--- Problem to work on ---
Below are the records. Retype exactly the lines between the lines holding "return Some(common);" and "use composio::ComposioClient;", inclusive.
=== Section Start ===
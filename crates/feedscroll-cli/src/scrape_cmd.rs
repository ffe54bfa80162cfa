//! `feedscroll scrape <url>`: extract a profile's posts.

use anyhow::{Context, Result};
use feedscroll::{extract_with_stats, Extraction, TokioClock};
use tracing::info;

use crate::config::{Config, Credentials, ScrapeArgs};
use crate::{login, output};

/// Run the scrape command.
pub async fn run(args: ScrapeArgs, quiet: bool) -> Result<()> {
    let credentials = Credentials::from_env(&args.account)?;
    let config = Config::from_args(args, credentials)?;

    info!(
        target_url = %config.target_url,
        stall_timeout_s = config.scroll.stall_timeout.as_secs(),
        scroll_step = config.scroll.scroll_step,
        scroll_pause_s = config.scroll.scroll_pause.as_secs(),
        "starting scrape"
    );

    let session = login::provision(&config)
        .await
        .context("failed to prepare browser session")?;
    let extraction = extract_with_stats(session, &config.scroll, TokioClock)
        .await
        .context("extraction aborted")?;

    output::emit(
        &extraction.records.to_table(),
        config.format,
        config.output.as_deref(),
    )?;

    if !quiet {
        eprintln!("{}", summary(&extraction));
    }
    Ok(())
}

/// One-line human summary of a finished run.
pub fn summary(extraction: &Extraction) -> String {
    let stats = &extraction.stats;
    let mut line = format!(
        "{} posts extracted in {} scrolls",
        extraction.records.len(),
        stats.iterations
    );
    if stats.without_permalink > 0 {
        line.push_str(&format!(
            ", {} fragments without permalink skipped",
            stats.without_permalink
        ));
    }
    if stats.field_errors > 0 {
        line.push_str(&format!(", {} field errors", stats.field_errors));
    }
    line
}

#[cfg(test)]
mod tests {
    use super::*;
    use feedscroll::{Accumulator, ExtractStats, Record};
    use std::time::Duration;

    #[test]
    fn test_summary_mentions_skips_only_when_present() {
        let mut records = Accumulator::new();
        records.merge(vec![Record::with_url("u1"), Record::with_url("u2")]);
        let mut extraction = Extraction {
            records,
            stats: ExtractStats {
                iterations: 7,
                ..ExtractStats::default()
            },
            idle: Duration::from_secs(60),
        };
        assert_eq!(summary(&extraction), "2 posts extracted in 7 scrolls");

        extraction.stats.without_permalink = 3;
        assert_eq!(
            summary(&extraction),
            "2 posts extracted in 7 scrolls, 3 fragments without permalink skipped"
        );
    }
}
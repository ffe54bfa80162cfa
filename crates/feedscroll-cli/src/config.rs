//! Configuration loading and resolution.
//!
//! Credentials come from the environment (optionally seeded from a `.env`
//! file), everything else from command-line flags. The result is one
//! explicit [`Config`] handed to the provisioner and the extractor; nothing
//! downstream reads the environment again.

use std::path::PathBuf;
use std::time::Duration;

use clap::{Args, ValueEnum};
use feedscroll::{ScrollSettings, SiteProfile};
use url::Url;

use crate::renderer::BrowserOptions;

/// Problems with the run configuration. Raised before any browser starts.
#[derive(thiserror::Error, Debug, PartialEq, Eq)]
pub enum ConfigError {
    #[error("{0} is not set. Check your .env file")]
    MissingCredential(String),

    #[error("Invalid URL '{url}': {reason}")]
    InvalidUrl { url: String, reason: String },

    #[error("Invalid value for {name}: {reason}")]
    InvalidValue { name: &'static str, reason: String },
}

/// Login credentials for one account.
#[derive(Clone, PartialEq, Eq)]
pub struct Credentials {
    pub email: String,
    pub username: String,
    pub password: String,
}

impl std::fmt::Debug for Credentials {
    fn fmt(&self, f: &mut std::fmt::Formatter<'_>) -> std::fmt::Result {
        f.debug_struct("Credentials")
            .field("email", &self.email)
            .field("username", &self.username)
            .field("password", &"<redacted>")
            .finish()
    }
}

impl Credentials {
    /// Load `EMAIL_<suffix>`, `USERNAME_<suffix>` and `PASSWORD`.
    ///
    /// A `.env` file in the working directory is read first if present;
    /// variables already set in the process win.
    pub fn from_env(suffix: &str) -> Result<Self, ConfigError> {
        let _ = dotenvy::dotenv();
        Self::from_lookup(suffix, |key| std::env::var(key).ok())
    }

    /// Resolve credentials through an arbitrary variable lookup.
    pub fn from_lookup<F>(suffix: &str, lookup: F) -> Result<Self, ConfigError>
    where
        F: Fn(&str) -> Option<String>,
    {
        let required = |key: String| -> Result<String, ConfigError> {
            match lookup(&key) {
                Some(v) if !v.trim().is_empty() => Ok(v),
                _ => Err(ConfigError::MissingCredential(key)),
            }
        };

        Ok(Self {
            email: required(format!("EMAIL_{suffix}"))?,
            username: required(format!("USERNAME_{suffix}"))?,
            password: required("PASSWORD".to_string())?,
        })
    }
}

/// Timeouts and URLs of the sign-in flow.
#[derive(Debug, Clone)]
pub struct LoginOptions {
    pub login_url: String,
    /// Wait for the first identifier field and the password field.
    pub field_timeout: Duration,
    /// Wait for the optional second identifier prompt.
    pub second_prompt_timeout: Duration,
    /// Fixed wait after submitting the password.
    pub settle: Duration,
    /// Wait for the first post on the target page.
    pub feed_timeout: Duration,
}

impl Default for LoginOptions {
    fn default() -> Self {
        Self {
            login_url: "https://x.com/login".to_string(),
            field_timeout: Duration::from_secs(10),
            second_prompt_timeout: Duration::from_secs(5),
            settle: Duration::from_secs(5),
            feed_timeout: Duration::from_secs(10),
        }
    }
}

/// How the result table is written.
#[derive(Debug, Clone, Copy, PartialEq, Eq, ValueEnum)]
pub enum OutputFormat {
    /// One JSON array of rows.
    Json,
    /// One JSON object per line.
    Jsonl,
    /// Comma-separated columns with a header row.
    Csv,
    /// Tab-separated columns with a header row.
    Table,
}

/// Flags of the `scrape` subcommand.
#[derive(Debug, Clone, Args)]
pub struct ScrapeArgs {
    /// Profile page to extract posts from.
    pub profile_url: String,

    /// Account suffix selecting EMAIL_<SUFFIX> and USERNAME_<SUFFIX>.
    #[arg(long, default_value = "MAIN")]
    pub account: String,

    /// Seconds without new posts before stopping.
    #[arg(long, default_value = "60")]
    pub stall_timeout: u64,

    /// Pixels scrolled per iteration.
    #[arg(long, default_value = "3000")]
    pub scroll_step: i64,

    /// Seconds to wait after each scroll.
    #[arg(long, default_value = "5")]
    pub scroll_pause: u64,

    /// Output format.
    #[arg(long, value_enum, default_value = "table")]
    pub format: OutputFormat,

    /// Write the result here instead of stdout.
    #[arg(short, long)]
    pub output: Option<PathBuf>,

    /// Run Chromium without a window.
    #[arg(long)]
    pub headless: bool,

    /// Sign-in page.
    #[arg(long, default_value = "https://x.com/login")]
    pub login_url: String,

    /// Site origin used to resolve relative permalinks.
    #[arg(long, default_value = "https://x.com")]
    pub origin: String,
}

/// Everything a scrape run needs.
#[derive(Debug, Clone)]
pub struct Config {
    pub target_url: String,
    pub credentials: Credentials,
    pub browser: BrowserOptions,
    pub login: LoginOptions,
    pub scroll: ScrollSettings,
    pub format: OutputFormat,
    pub output: Option<PathBuf>,
}

impl Config {
    /// Combine parsed flags with already-loaded credentials.
    pub fn from_args(args: ScrapeArgs, credentials: Credentials) -> Result<Self, ConfigError> {
        let target_url = parse_http_url(&args.profile_url)?;
        let login_url = parse_http_url(&args.login_url)?;
        let origin = parse_http_url(&args.origin)?;

        if args.scroll_pause == 0 {
            return Err(ConfigError::InvalidValue {
                name: "--scroll-pause",
                reason: "must be at least one second".to_string(),
            });
        }
        if args.scroll_step == 0 {
            return Err(ConfigError::InvalidValue {
                name: "--scroll-step",
                reason: "must not be zero".to_string(),
            });
        }

        Ok(Self {
            target_url,
            credentials,
            browser: BrowserOptions {
                headless: args.headless,
                ..BrowserOptions::default()
            },
            login: LoginOptions {
                login_url,
                ..LoginOptions::default()
            },
            scroll: ScrollSettings {
                stall_timeout: Duration::from_secs(args.stall_timeout),
                scroll_step: args.scroll_step,
                scroll_pause: Duration::from_secs(args.scroll_pause),
                site: SiteProfile::with_origin(origin.trim_end_matches('/')),
            },
            format: args.format,
            output: args.output,
        })
    }
}

fn parse_http_url(raw: &str) -> Result<String, ConfigError> {
    let invalid = |reason: &str| ConfigError::InvalidUrl {
        url: raw.to_string(),
        reason: reason.to_string(),
    };
    let url = Url::parse(raw).map_err(|e| invalid(&e.to_string()))?;
    match url.scheme() {
        "http" | "https" => Ok(url.to_string()),
        other => Err(invalid(&format!("unsupported scheme '{other}'"))),
    }
}
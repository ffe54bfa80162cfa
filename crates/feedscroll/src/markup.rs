//! Thin document-tree layer over `scraper`.
//!
//! The extractor only needs four capabilities from a parsed page: query all
//! elements by tag, find the first element matching a selector and a
//! predicate, read an attribute, and read visible text. Everything else in
//! `scraper` stays behind this module.

use scraper::{ElementRef, Html, Selector};

use crate::types::FieldError;

/// A parsed page snapshot.
pub struct Snapshot {
    document: Html,
}

impl Snapshot {
    /// Parse raw page markup. Parsing is lenient and never fails.
    pub fn parse(markup: &str) -> Self {
        Self {
            document: Html::parse_document(markup),
        }
    }

    /// All post fragments, in document order.
    pub fn fragments(&self, post_tag: &str) -> Result<Vec<Fragment<'_>>, FieldError> {
        let sel = parse_selector(post_tag)?;
        Ok(self
            .document
            .select(&sel)
            .map(|el| Fragment { el })
            .collect())
    }
}

/// One element subtree of a snapshot, usually a single post.
#[derive(Clone, Copy)]
pub struct Fragment<'a> {
    el: ElementRef<'a>,
}

impl<'a> Fragment<'a> {
    /// Every descendant matching `selector`, in document order.
    pub fn select_all(&self, selector: &str) -> Result<Vec<Fragment<'a>>, FieldError> {
        let sel = parse_selector(selector)?;
        Ok(self.el.select(&sel).map(|el| Fragment { el }).collect())
    }

    /// The first descendant matching `selector` for which `predicate` holds.
    pub fn find_first<P>(
        &self,
        selector: &str,
        predicate: P,
    ) -> Result<Option<Fragment<'a>>, FieldError>
    where
        P: Fn(&Fragment<'a>) -> bool,
    {
        let sel = parse_selector(selector)?;
        Ok(self
            .el
            .select(&sel)
            .map(|el| Fragment { el })
            .find(|f| predicate(f)))
    }

    /// Attribute value on this element itself.
    pub fn attr(&self, name: &str) -> Option<&'a str> {
        self.el.value().attr(name)
    }

    /// Visible text, trimmed and whitespace-collapsed.
    pub fn text(&self) -> String {
        self.el
            .text()
            .flat_map(str::split_whitespace)
            .collect::<Vec<_>>()
            .join(" ")
    }

    /// Visible text exactly as the text nodes hold it.
    pub fn raw_text(&self) -> String {
        self.el.text().collect()
    }
}

fn parse_selector(selector: &str) -> Result<Selector, FieldError> {
    Selector::parse(selector).map_err(|e| FieldError::Selector {
        selector: selector.to_string(),
        reason: e.to_string(),
    })
}
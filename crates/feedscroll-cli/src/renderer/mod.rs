//! Browser engine plumbing.
//!
//! Locates a Chromium binary and describes how to launch it. The session
//! type that drives a page lives in [`chromium`].

pub mod chromium;

use std::path::PathBuf;

/// How to launch the browser.
#[derive(Debug, Clone, PartialEq, Eq)]
pub struct BrowserOptions {
    /// Run without a visible window.
    pub headless: bool,
    /// Explicit Chromium binary; discovered with [`find_chromium`] when unset.
    pub executable: Option<PathBuf>,
    pub window_width: u32,
    pub window_height: u32,
}

impl Default for BrowserOptions {
    fn default() -> Self {
        Self {
            headless: false,
            executable: None,
            window_width: 1280,
            window_height: 2000,
        }
    }
}

/// Find the Chromium binary path.
pub fn find_chromium() -> Option<PathBuf> {
    // 1. FEEDSCROLL_CHROMIUM_PATH env
    if let Ok(p) = std::env::var("FEEDSCROLL_CHROMIUM_PATH") {
        let path = PathBuf::from(&p);
        if path.exists() {
            return Some(path);
        }
        tracing::warn!("FEEDSCROLL_CHROMIUM_PATH points at a missing file: {p}");
    }

    // 2. System PATH
    for name in [
        "google-chrome",
        "google-chrome-stable",
        "chromium",
        "chromium-browser",
    ] {
        if let Ok(path) = which::which(name) {
            return Some(path);
        }
    }

    // 3. Common macOS location
    if cfg!(target_os = "macos") {
        let common = PathBuf::from("/Applications/Google Chrome.app/Contents/MacOS/Google Chrome");
        if common.exists() {
            return Some(common);
        }
    }

    None
}
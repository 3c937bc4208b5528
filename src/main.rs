mod composio;
mod config;
mod decision;
mod github;
mod llm;
mod pipeline;
mod report;

use clap::Parser;
use std::path::PathBuf;
use std::process::ExitCode;
use std::sync::Arc;
use tracing::info;
use tracing_subscriber::EnvFilter;

use composio::ComposioClient;
use llm::GroqClient;
use pipeline::Services;

/// Star Advisor: asks an LLM whether a GitHub repository deserves a star
/// and stars it through Composio's GitHub tools when the answer is yes.
#[derive(Parser, Debug)]
#[command(name = "star-advisor", version, about)]
struct Cli {
    /// Config file (defaults to .star-advisor.toml in the current directory)
    #[arg(short, long)]
    config: Option<PathBuf>,

    /// Repository to judge as owner/name, overriding the configured target
    #[arg(short, long)]
    repo: Option<String>,

    /// Also write the report as markdown to this path
    #[arg(short, long)]
    output: Option<PathBuf>,
}

#[tokio::main]
async fn main() -> Result<ExitCode, Box<dyn std::error::Error>> {
    tracing_subscriber::fmt()
        .with_env_filter(
            EnvFilter::try_from_default_env().unwrap_or_else(|_| EnvFilter::new("star_advisor=info")),
        )
        .with_target(true)
        .with_writer(std::io::stderr)
        .init();

    let cli = Cli::parse();

    info!("loading configuration");
    let mut config = config::Config::load(cli.config.as_deref())?;
    if let Some(reference) = cli.repo.as_deref() {
        config.override_target(reference)?;
    }

    let composio_key = config.composio.api_key.clone().unwrap_or_default();
    let groq_key = config.llm.api_key.clone().unwrap_or_default();
    let client = Arc::new(ComposioClient::new(&config.composio, &composio_key));
    let llm = GroqClient::new(&config.llm, &groq_key);

    let services = Services {
        integrations: client.as_ref(),
        executor: client.clone(),
        llm: &llm,
    };
    let outcome = pipeline::run(&config, services, cli.output.as_deref()).await?;
    Ok(outcome.exit_code())
}
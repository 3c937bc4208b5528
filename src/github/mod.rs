pub mod types;

pub use types::{
    EntryKind, ReadmeContent, ReadmeSource, RepoRef, RepositoryMetadata, RootEntry,
};

use base64::{engine::general_purpose::STANDARD as BASE64, Engine};
use serde_json::Value;
use thiserror::Error;
use tracing::{debug, info, instrument, warn};

use crate::composio::{ComposioError, Tool};
use types::{ContentEntryPayload, RepositoryPayload};

pub const GET_REPOSITORY_TOOL: &str = "GITHUB_GET_A_REPOSITORY";
pub const GET_CONTENT_TOOL: &str = "GITHUB_GET_REPOSITORY_CONTENT";
pub const STAR_REPOSITORY_TOOL: &str = "GITHUB_STAR_A_REPOSITORY_FOR_THE_AUTHENTICATED_USER";

/// Characters of README shown in the log preview.
const PREVIEW_CHARS: usize = 300;

#[derive(Debug, Error)]
pub enum GithubError {
    #[error("{0} tool not found")]
    ToolMissing(&'static str),

    #[error("GitHub tool call failed: {0}")]
    Tool(#[from] ComposioError),

    #[error("Failed to decode tool response: {0}")]
    Decode(#[from] serde_json::Error),

    #[error("Tool response carried no data: {0}")]
    NoData(String),

    #[error("Tool reported failure: {0}")]
    Unsuccessful(String),

    #[error("Invalid base64 file content: {0}")]
    Base64(#[from] base64::DecodeError),
}

/// Pull the `data` payload out of a raw tool result.
///
/// Fails when the envelope marks the call unsuccessful (some actions spell the
/// flag `successfull`) or carries no data.
pub(crate) fn response_data(raw: &str) -> Result<Value, GithubError> {
    let mut envelope: Value = serde_json::from_str(raw)?;
    let error = envelope.get("error").and_then(Value::as_str).map(str::to_string);

    let successful = envelope
        .get("successful")
        .or_else(|| envelope.get("successfull"))
        .and_then(Value::as_bool);
    if successful == Some(false) {
        return Err(GithubError::Unsuccessful(
            error.unwrap_or_else(|| "no error given".to_string()),
        ));
    }

    let data = envelope.get_mut("data").map(Value::take);
    match data {
        Some(data) if !data.is_null() => Ok(data),
        _ => Err(GithubError::NoData(
            error.unwrap_or_else(|| "empty data field".to_string()),
        )),
    }
}

/// Fetch repository metadata through the repository-get tool.
#[instrument(skip(tool), fields(tool = tool.name()))]
pub async fn fetch_metadata(tool: &Tool<'_>, target: &RepoRef) -> Result<RepositoryMetadata, GithubError> {
    let raw = tool.invoke(&target.to_input()).await?;
    let data = response_data(&raw)?;
    let payload: RepositoryPayload = serde_json::from_value(data)?;
    let metadata = RepositoryMetadata::from(payload);
    debug!(name = %metadata.name, stars = metadata.stargazers_count, "received repository metadata");
    Ok(metadata)
}

/// List the repository root. Informational only; callers log failures and move on.
#[instrument(skip(tool))]
pub async fn list_root(tool: &Tool<'_>, target: &RepoRef) -> Result<Vec<RootEntry>, GithubError> {
    let raw = tool.invoke(&target.path_input("")).await?;
    match response_data(&raw)? {
        Value::Array(items) => {
            let mut entries = Vec::with_capacity(items.len());
            for item in items {
                let entry: ContentEntryPayload = serde_json::from_value(item)?;
                entries.push(RootEntry::from(entry));
            }
            Ok(entries)
        }
        _ => Ok(Vec::new()),
    }
}

/// Fetch one file and decode its base64 `content`. `Ok(None)` means the call
/// worked but there was nothing to decode.
async fn fetch_file(tool: &Tool<'_>, target: &RepoRef, path: &str) -> Result<Option<String>, GithubError> {
    let raw = tool.invoke(&target.path_input(path)).await?;
    let data = response_data(&raw)?;
    match data.get("content").and_then(Value::as_str) {
        Some(encoded) if !encoded.is_empty() => Ok(Some(decode_content(encoded)?)),
        _ => Ok(None),
    }
}

/// Decode GitHub's base64 file content, which wraps lines with `\n`.
pub fn decode_content(encoded: &str) -> Result<String, GithubError> {
    let compact: String = encoded.chars().filter(|c| !c.is_ascii_whitespace()).collect();
    let bytes = BASE64.decode(compact)?;
    Ok(String::from_utf8_lossy(&bytes).into_owned())
}

/// Try each candidate filename in order and return the first README found.
///
/// Never fails: when no candidate yields content the README is synthesized
/// from `metadata`.
#[instrument(skip(tool, metadata, candidates))]
pub async fn resolve_readme(
    tool: &Tool<'_>,
    target: &RepoRef,
    metadata: &RepositoryMetadata,
    candidates: &[String],
) -> ReadmeContent {
    for candidate in candidates {
        debug!(candidate = %candidate, "trying README candidate");
        match fetch_file(tool, target, candidate).await {
            Ok(Some(text)) => {
                let preview: String = text.chars().take(PREVIEW_CHARS).collect();
                info!(candidate = %candidate, %preview, "found README");
                return ReadmeContent {
                    source: ReadmeSource::Found(candidate.clone()),
                    text,
                };
            }
            Ok(None) => debug!(candidate = %candidate, "README candidate has no content"),
            Err(err) => debug!(candidate = %candidate, error = %err, "README candidate not found"),
        }
    }

    warn!("no README file found in any common format");
    ReadmeContent {
        source: ReadmeSource::Synthesized,
        text: synthesize_readme(metadata),
    }
}

/// Stand-in README built from what the metadata already says.
pub fn synthesize_readme(metadata: &RepositoryMetadata) -> String {
    format!(
        "Repository: {}\nDescription: {}\nLanguage: {}\nNote: No README file found in the repository.",
        metadata.name,
        metadata.description.as_deref().unwrap_or("No description provided"),
        metadata.language.as_deref().unwrap_or("Not specified"),
    )
}
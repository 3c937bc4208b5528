use serde::Deserialize;
use serde_json::{json, Value};

/// Owner and name of the repository being judged.
#[derive(Debug, Clone, PartialEq, Eq)]
pub struct RepoRef {
    pub owner: String,
    pub repo: String,
}

impl RepoRef {
    /// Build a reference from its halves. Both must be non-empty once trimmed
    /// and neither may contain a slash.
    pub fn new(owner: &str, repo: &str) -> Option<RepoRef> {
        let (owner, repo) = (owner.trim(), repo.trim());
        if owner.is_empty() || repo.is_empty() || owner.contains('/') || repo.contains('/') {
            return None;
        }
        Some(RepoRef {
            owner: owner.to_string(),
            repo: repo.to_string(),
        })
    }

    /// Parse `owner/name` with exactly one slash.
    pub fn parse(reference: &str) -> Option<RepoRef> {
        let (owner, repo) = reference.trim().split_once('/')?;
        RepoRef::new(owner, repo)
    }

    /// Tool input addressing the repository itself.
    pub fn to_input(&self) -> Value {
        json!({ "owner": self.owner, "repo": self.repo })
    }

    /// Tool input addressing one path inside the repository.
    pub fn path_input(&self, path: &str) -> Value {
        json!({ "owner": self.owner, "repo": self.repo, "path": path })
    }
}

impl std::fmt::Display for RepoRef {
    fn fmt(&self, f: &mut std::fmt::Formatter<'_>) -> std::fmt::Result {
        write!(f, "{}/{}", self.owner, self.repo)
    }
}

/// Repository facts used for the prompt and the report.
#[derive(Debug, Clone)]
pub struct RepositoryMetadata {
    pub name: String,
    pub owner_login: String,
    pub description: Option<String>,
    /// Primary language as detected by GitHub
    pub language: Option<String>,
    pub stargazers_count: u64,
    pub forks_count: u64,
    pub created_at: String,
    pub html_url: String,
}

/// Shape of the `data` field returned by the repository-get tool.
#[derive(Debug, Deserialize)]
pub(crate) struct RepositoryPayload {
    pub name: String,
    pub owner: OwnerPayload,
    #[serde(default)]
    pub description: Option<String>,
    #[serde(default)]
    pub language: Option<String>,
    #[serde(default)]
    pub stargazers_count: u64,
    #[serde(default)]
    pub forks_count: u64,
    #[serde(default)]
    pub created_at: String,
    #[serde(default)]
    pub html_url: String,
}

#[derive(Debug, Deserialize)]
pub(crate) struct OwnerPayload {
    pub login: String,
}

impl From<RepositoryPayload> for RepositoryMetadata {
    fn from(payload: RepositoryPayload) -> Self {
        Self {
            name: payload.name,
            owner_login: payload.owner.login,
            description: payload.description.filter(|d| !d.is_empty()),
            language: payload.language.filter(|l| !l.is_empty()),
            stargazers_count: payload.stargazers_count,
            forks_count: payload.forks_count,
            created_at: payload.created_at,
            html_url: payload.html_url,
        }
    }
}

#[derive(Debug, Clone, Copy, PartialEq, Eq)]
pub enum EntryKind {
    File,
    Dir,
    Other,
}

/// One item of the repository root listing.
#[derive(Debug, Clone)]
pub struct RootEntry {
    pub name: String,
    pub kind: EntryKind,
}

#[derive(Debug, Deserialize)]
pub(crate) struct ContentEntryPayload {
    pub name: String,
    #[serde(rename = "type", default)]
    pub kind: String,
}

impl From<ContentEntryPayload> for RootEntry {
    fn from(payload: ContentEntryPayload) -> Self {
        let kind = match payload.kind.as_str() {
            "file" => EntryKind::File,
            "dir" => EntryKind::Dir,
            _ => EntryKind::Other,
        };
        Self {
            name: payload.name,
            kind,
        }
    }
}

/// Where the README text came from.
#[derive(Debug, Clone, PartialEq, Eq)]
pub enum ReadmeSource {
    /// Decoded from this candidate filename
    Found(String),
    /// Built from repository metadata because no candidate matched
    Synthesized,
}

#[derive(Debug, Clone)]
pub struct ReadmeContent {
    pub source: ReadmeSource,
    pub text: String,
}
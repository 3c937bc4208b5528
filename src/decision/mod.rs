pub mod prompt;
pub mod verdict;

pub use verdict::{parse_response, Action, Decision, Verdict};

use tracing::{error, info, info_span, instrument, warn, Instrument};

use crate::composio::ToolCatalog;
use crate::github::{self, ReadmeContent, RepoRef, RepositoryMetadata, STAR_REPOSITORY_TOOL};
use crate::llm::CompletionService;

/// What happened to the star action.
#[derive(Debug, Clone, PartialEq, Eq)]
pub enum StarOutcome {
    /// The verdict was not STAR, or the model could not be asked
    NotRequested,
    Starred { response: String },
    ToolMissing,
    Failed { error: String },
}

/// Everything the decision step produced, for the report.
#[derive(Debug, Clone)]
pub struct PipelineOutcome {
    /// Trimmed model response; `None` when the completion call failed
    pub response: Option<String>,
    pub decision: Option<Decision>,
    pub model_error: Option<String>,
    pub star: StarOutcome,
}

/// Ask the model about the repository, parse the answer, and star the
/// repository if the verdict says so.
///
/// Nothing here is fatal: a failed completion skips the star action, and a
/// missing or failing star tool is reported in the outcome.
#[instrument(skip_all, fields(target = %target))]
pub async fn run(
    llm: &dyn CompletionService,
    catalog: &ToolCatalog,
    target: &RepoRef,
    metadata: &RepositoryMetadata,
    readme: &ReadmeContent,
) -> PipelineOutcome {
    let prompt = prompt::build_analysis_prompt(metadata, readme);

    info!(model = llm.model(), "asking LLM to analyze the repository");
    let completion = match llm
        .complete(&prompt)
        .instrument(info_span!("complete"))
        .await
    {
        Ok(completion) => completion,
        Err(err) => {
            error!(error = %err, "LLM analysis failed, skipping star action");
            return PipelineOutcome {
                response: None,
                decision: None,
                model_error: Some(err.to_string()),
                star: StarOutcome::NotRequested,
            };
        }
    };

    let response = completion.content.trim().to_string();
    let decision = parse_response(&response);
    info!(
        action = %decision.verdict.action(),
        rule = ?decision.rule,
        reason = decision.verdict.reason().unwrap_or(""),
        "parsed LLM decision"
    );

    let star = match decision.verdict {
        Verdict::Star { .. } => star_repository(catalog, target).await,
        Verdict::Skip { .. } => {
            info!("LLM recommends not starring this repository");
            StarOutcome::NotRequested
        }
        Verdict::Unparseable => {
            warn!("no clear STAR decision found, skipping star action");
            StarOutcome::NotRequested
        }
    };

    PipelineOutcome {
        response: Some(response),
        decision: Some(decision),
        model_error: None,
        star,
    }
}

/// Invoke the star tool once with the same owner/repo used for retrieval.
///
/// A transport success still counts as a failure when the result envelope is
/// marked unsuccessful or carries no data.
#[instrument(skip(catalog))]
pub async fn star_repository(catalog: &ToolCatalog, target: &RepoRef) -> StarOutcome {
    let Some(tool) = catalog.find(STAR_REPOSITORY_TOOL) else {
        error!(tool = STAR_REPOSITORY_TOOL, "star tool not found");
        return StarOutcome::ToolMissing;
    };

    let result = match tool.invoke(&target.to_input()).await {
        Ok(response) => github::response_data(&response).map(|_| response),
        Err(err) => Err(err.into()),
    };
    match result {
        Ok(response) => {
            info!("repository starred");
            StarOutcome::Starred { response }
        }
        Err(err) => {
            error!(error = %err, "failed to star repository");
            StarOutcome::Failed {
                error: err.to_string(),
            }
        }
    }
}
=== Section End ===
--- Reply to the task ---
            return Some(common);
        }
    }

    None
}
repository 3c937bc4208b5528
filename src/main.rs
mod composio;
mod config;
mod decision;
mod github;
mod llm;
mod pipeline;
mod report;

use clap::Parser;
use std::path::PathBuf;
use std::process::ExitCode;
use std::sync::Arc;
use tracing::info;
use tracing_subscriber::EnvFilter;

use composio::ComposioClient;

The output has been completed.